Tuesday, January 24, 2012
Alright!! The maple syrup experiment was a success! In my opinion anyway. Our season ended quicker than I wanted, due to this unusual warm spell, that has now lasted for a couple of weeks. So, I went ahead and took the 2 gallons of sap that I had collected and processed it. Now, to people that do this regularly, 2 gallons isn't squat. It's hardly even worth fooling with but for me it was something to try. Just enough to see if it would actually work and taste decent.
So, Jack hooked up the big propane burner that we use for boiling water for chicken scalding and I got my pots and stuff. Now, all this is done outside because it puts off an enormous amount of moisture. I used a large stainless steel pot and it was just big enough for the 2 gallons. So, basically you just get it up to a rolling boil and check on it every once it a while.
After several hours it had boiled down considerable and had begun to get this foam around the edge. I scooped that off occasionally. Don't know if it matters or not. At first the sap is basically like water but as it boils down it starts to take on a golden hue and you can smell the sweetness. At this point it was starting to get pretty low in the pot and I didn't want it to burn so I knew I would have to transfer it to a smaller pot. I had calculated about how much finished syrup I would get out of this batch (about 3/4 cup) so I knew when it was getting close. When it did get around a cup and a half or so I took it inside, which is okay because most of the water is gone, and poured it into a smaller pot on the stove. It's very important to have a candy thermometer to work with.
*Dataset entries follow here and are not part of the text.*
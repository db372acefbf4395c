//! JSON Schema generation for config documents and `--json` output.
//!
//! Schemas are generated with schemars and exported via the `schema` subcommand.

use schemars::{schema_for, Schema};
use std::collections::BTreeMap;

/// All schemas by name.
/// Uses BTreeMap for deterministic ordering (important for diffable output).
pub fn all_schemas() -> BTreeMap<&'static str, Schema> {
    let mut schemas = BTreeMap::new();

    // --json output
    schemas.insert(
        "generate",
        schema_for!(crate::cmd::generate::GenerateJsonOutput),
    );
    schemas.insert(
        "keywords",
        schema_for!(crate::cmd::keywords::KeywordsJsonOutput),
    );

    // input documents
    schemas.insert(
        "generate-config",
        schema_for!(crate::config::GenerateYamlConfig),
    );
    schemas.insert(
        "keywords-config",
        schema_for!(crate::keywords::config::KeywordsFile),
    );
    schemas.insert(
        "mapping-config",
        schema_for!(crate::keywords::config::MappingFile),
    );
    schemas.insert(
        "datatype-config",
        schema_for!(crate::keywords::config::DataTypeFile),
    );

    schemas
}

/// Generate a single schema by name.
pub fn get_schema(name: &str) -> Option<Schema> {
    all_schemas().remove(name)
}

/// List all available schema names.
pub fn schema_names() -> Vec<&'static str> {
    all_schemas().keys().copied().collect()
}
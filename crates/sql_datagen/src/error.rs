//! Error type for the data model.

use crate::data_type::{DataType, StorageClass};

/// Failures raised while building schemas or generating values.
#[derive(Debug, Clone, PartialEq, thiserror::Error)]
pub enum Error {
    /// A generator was called with an argument outside its domain
    /// (non-positive length, negative bound, empty choice set, ...).
    #[error("invalid argument: {0}")]
    InvalidArgument(String),

    /// A storage-class specific generator was asked for a type it cannot represent.
    #[error("{data_type} cannot be represented by a {requested} value")]
    TypeMismatch {
        data_type: DataType,
        requested: StorageClass,
    },

    /// No column in the table satisfies the requested type or role.
    #[error("table `{table}` has no eligible column ({requirement})")]
    NoEligibleColumn { table: String, requirement: String },
}

pub type Result<T> = std::result::Result<T, Error>;
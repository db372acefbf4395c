//! Typed table schemas and bounded random data for sql-template-gen.
//!
//! Every [`DataType`] belongs to exactly one [`StorageClass`] and never
//! produces a value outside its declared [`ValueDomain`].
//!
//! # Example
//!
//! ```rust
//! use rand::SeedableRng;
//! use rand_chacha::ChaCha8Rng;
//! use sql_datagen::{DataType, Table};
//!
//! let table = Table::new("orders")
//!     .column("id", DataType::Serial)?
//!     .column("active", DataType::Bool)?
//!     .with_row_count(3);
//!
//! let mut rng = ChaCha8Rng::seed_from_u64(42);
//! let data = table.generate_data(&mut rng)?;
//! assert_eq!(data.len(), 2);
//! assert!(data.iter().all(|column| column.len() == 3));
//! # Ok::<(), sql_datagen::Error>(())
//! ```

pub mod data_type;
pub mod error;
pub mod random;
pub mod table;
pub mod value;

pub use data_type::{DataType, StorageClass, ValueDomain};
pub use error::{Error, Result};
pub use table::{Column, Table};
pub use value::{
    generate_column, ColumnData, FixedTemporal, RandomTemporal, SqlValue, TemporalSource,
    ValueGenerator,
};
I had also calculated the boiling point of water for my area because the syrup must reach 7.1 degrees above that boiling point. (It varies according to your elevation above sea level.)
So, I continued to boil all the while monitoring with the thermometer. At this point the syrup formed a lot of foam as it boiled but that's okay. When it reached temperature, for me 217.1 degrees F., I took it off the stove and poured it through clean fabric to filter it. You have to do this while it's still good and hot. The fabric I had wasn't too fine so I poured it through an unbleached coffee filter next and it cleared it up really nice. Some people recommend using a hydrometer to test the syrup and that's probably a good idea, and I actually have one, but this was such a small amount and I knew it would be kept it the fridge anyway so I didn't bother.
And here is the final product!! We had pancakes this morning with it and it is really good. It is not very thick as many people would expect syrup to be and it doesn't have that really strong maple flavor but I thought it was quite tasty and sweet. My maples are Red Maples by the way, not the Sugar Maples but you can use any type maple and they say even Sycamore and some other trees.
I know if I had a large batch of sap, say 30-40 gallons, this would be a much more time consuming and labor intensive thing but for what I did it was pretty easy. Just get set up and get the stuff boiling and check it every so often. Now, when it gets close to being boiled down all the way you have to monitor it closely but it was pretty simple and not a lot of trouble. I think spending a weekend to do this for a gallon or so of syrup would be well worth it.